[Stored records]

►

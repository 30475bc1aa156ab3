//! Simulated DC voltmeter.

use crate::meter::{Integration, MeasurementContext, MeterRange, VoltMeter};
use fusebench_core::BenchError;
use rand::rngs::StdRng;
use rand::{Rng, SeedableRng};
use std::sync::Mutex;

#[cfg(feature = "tracing")]
use tracing::{debug, warn};

/// A voltmeter that synthesizes readings from the measurement context.
///
/// Each reading:
/// - suspends for the integration time at the configured line frequency
/// - fails with [`BenchError::InstrumentFault`] with probability `fault_rate`
/// - adds uniform, zero-mean noise of amplitude
///   `(noise_fraction·|expected| + noise_floor) / √NPLC`
/// - is clamped to `[0, range.full_scale()]`
///
/// Without a context the meter reads its idle value (0 V by default) plus
/// noise.
///
/// # Examples
///
/// ```rust
/// use fusebench_instrument::sim::SimulatedVoltMeter;
/// use fusebench_instrument::{Integration, MeasurementContext, MeterRange, VoltMeter};
///
/// # async fn example() {
/// let meter = SimulatedVoltMeter::builder()
///     .name("DMM")
///     .seed(42)
///     .build();
///
/// let context = MeasurementContext::new("Test_01", 3.3);
/// let volts = meter
///     .read_voltage(MeterRange::Volts10, Integration::Nplc1, Some(&context))
///     .await
///     .unwrap();
/// assert!((volts - 3.3).abs() < 0.01);
/// # }
/// ```
pub struct SimulatedVoltMeter {
    name: String,
    line_frequency: f64,
    noise_fraction: f64,
    noise_floor: f64,
    fault_rate: f64,
    idle_reading: f64,
    rng: Mutex<StdRng>,
}

impl SimulatedVoltMeter {
    /// Creates a new builder.
    pub fn builder() -> SimulatedVoltMeterBuilder {
        SimulatedVoltMeterBuilder::new()
    }

    /// Name of this meter.
    pub fn name(&self) -> &str {
        &self.name
    }

    /// Largest deviation from the true value a reading can carry.
    pub fn noise_amplitude(&self, true_value: f64, integration: Integration) -> f64 {
        (self.noise_fraction * true_value.abs() + self.noise_floor) / integration.nplc().sqrt()
    }

    /// Draws the fault decision and the noise sample under one lock.
    fn sample(&self, amplitude: f64) -> Option<f64> {
        let mut rng = self.rng.lock().unwrap_or_else(|e| e.into_inner());

        if self.fault_rate > 0.0 && rng.random::<f64>() < self.fault_rate {
            return None;
        }

        if amplitude > 0.0 {
            Some(rng.random_range(-amplitude..=amplitude))
        } else {
            Some(0.0)
        }
    }
}

impl VoltMeter for SimulatedVoltMeter {
    async fn read_voltage(
        &self,
        range: MeterRange,
        integration: Integration,
        context: Option<&MeasurementContext>,
    ) -> Result<f64, BenchError> {
        let true_value = context.map_or(self.idle_reading, |ctx| ctx.expected_voltage);
        let amplitude = self.noise_amplitude(true_value, integration);
        let sample = self.sample(amplitude);

        tokio::time::sleep(integration.duration(self.line_frequency)).await;

        let Some(noise) = sample else {
            #[cfg(feature = "tracing")]
            warn!(meter = %self.name, "simulated measurement fault");

            return Err(BenchError::fault(
                self.name.clone(),
                "measurement failed: no trigger response",
            ));
        };

        let reading = (true_value + noise).clamp(0.0, range.full_scale());

        #[cfg(feature = "tracing")]
        debug!(
            meter = %self.name,
            range = %range,
            nplc = integration.nplc(),
            reading,
            "simulated reading"
        );

        Ok(reading)
    }
}

impl std::fmt::Debug for SimulatedVoltMeter {
    fn fmt(&self, f: &mut std::fmt::Formatter<'_>) -> std::fmt::Result {
        f.debug_struct("SimulatedVoltMeter")
            .field("name", &self.name)
            .field("line_frequency", &self.line_frequency)
            .field("noise_fraction", &self.noise_fraction)
            .field("noise_floor", &self.noise_floor)
            .field("fault_rate", &self.fault_rate)
            .finish()
    }
}

/// Builder for [`SimulatedVoltMeter`].
pub struct SimulatedVoltMeterBuilder {
    name: String,
    line_frequency: f64,
    noise_fraction: f64,
    noise_floor: f64,
    fault_rate: f64,
    idle_reading: f64,
    seed: Option<u64>,
}

impl SimulatedVoltMeterBuilder {
    /// Creates a builder with default settings.
    pub fn new() -> Self {
        Self {
            name: "<unnamed>".to_string(),
            line_frequency: 50.0,
            noise_fraction: 0.002,
            noise_floor: 100e-6,
            fault_rate: 0.0,
            idle_reading: 0.0,
            seed: None,
        }
    }

    /// Sets the instrument name.
    ///
    /// Default: `"<unnamed>"`
    pub fn name(mut self, name: impl Into<String>) -> Self {
        self.name = name.into();
        self
    }

    /// Sets the power-line frequency used to convert NPLC into time.
    ///
    /// Values that are not finite and positive are ignored.
    ///
    /// Default: 50 Hz
    pub fn line_frequency(mut self, hz: f64) -> Self {
        if hz.is_finite() && hz > 0.0 {
            self.line_frequency = hz;
        }
        self
    }

    /// Sets the noise amplitude relative to the reading, at 1 NPLC.
    ///
    /// Default: 0.002 (0.2 %)
    pub fn noise_fraction(mut self, fraction: f64) -> Self {
        self.noise_fraction = fraction.max(0.0);
        self
    }

    /// Sets the absolute noise amplitude, at 1 NPLC.
    ///
    /// Default: 100 µV
    pub fn noise_floor(mut self, volts: f64) -> Self {
        self.noise_floor = volts.max(0.0);
        self
    }

    /// Disables noise entirely; readings equal the true value (after clamping).
    pub fn noiseless(self) -> Self {
        self.noise_fraction(0.0).noise_floor(0.0)
    }

    /// Sets the probability (0.0 - 1.0) that a reading fails.
    ///
    /// Default: 0.0
    pub fn fault_rate(mut self, rate: f64) -> Self {
        self.fault_rate = rate.clamp(0.0, 1.0);
        self
    }

    /// Sets the true value read when no measurement context is given.
    ///
    /// Default: 0 V
    pub fn idle_reading(mut self, volts: f64) -> Self {
        self.idle_reading = volts;
        self
    }

    /// Seeds the random generator for reproducible readings.
    ///
    /// Default: seeded from the operating system
    pub fn seed(mut self, seed: u64) -> Self {
        self.seed = Some(seed);
        self
    }

    /// Builds the meter.
    pub fn build(self) -> SimulatedVoltMeter {
        let rng = match self.seed {
            Some(seed) => StdRng::seed_from_u64(seed),
            None => StdRng::from_os_rng(),
        };

        SimulatedVoltMeter {
            name: self.name,
            line_frequency: self.line_frequency,
            noise_fraction: self.noise_fraction,
            noise_floor: self.noise_floor,
            fault_rate: self.fault_rate,
            idle_reading: self.idle_reading,
            rng: Mutex::new(rng),
        }
    }
}

impl Default for SimulatedVoltMeterBuilder {
    fn default() -> Self {
        Self::new()
    }
}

◄

### Your task
The answer should consist of every line above in which "MeterRange" appears.

### Answer to this problem
use crate::meter::{Integration, MeasurementContext, MeterRange, VoltMeter};
/// use fusebench_instrument::{Integration, MeasurementContext, MeterRange, VoltMeter};
///     .read_voltage(MeterRange::Volts10, Integration::Nplc1, Some(&context))
        range: MeterRange,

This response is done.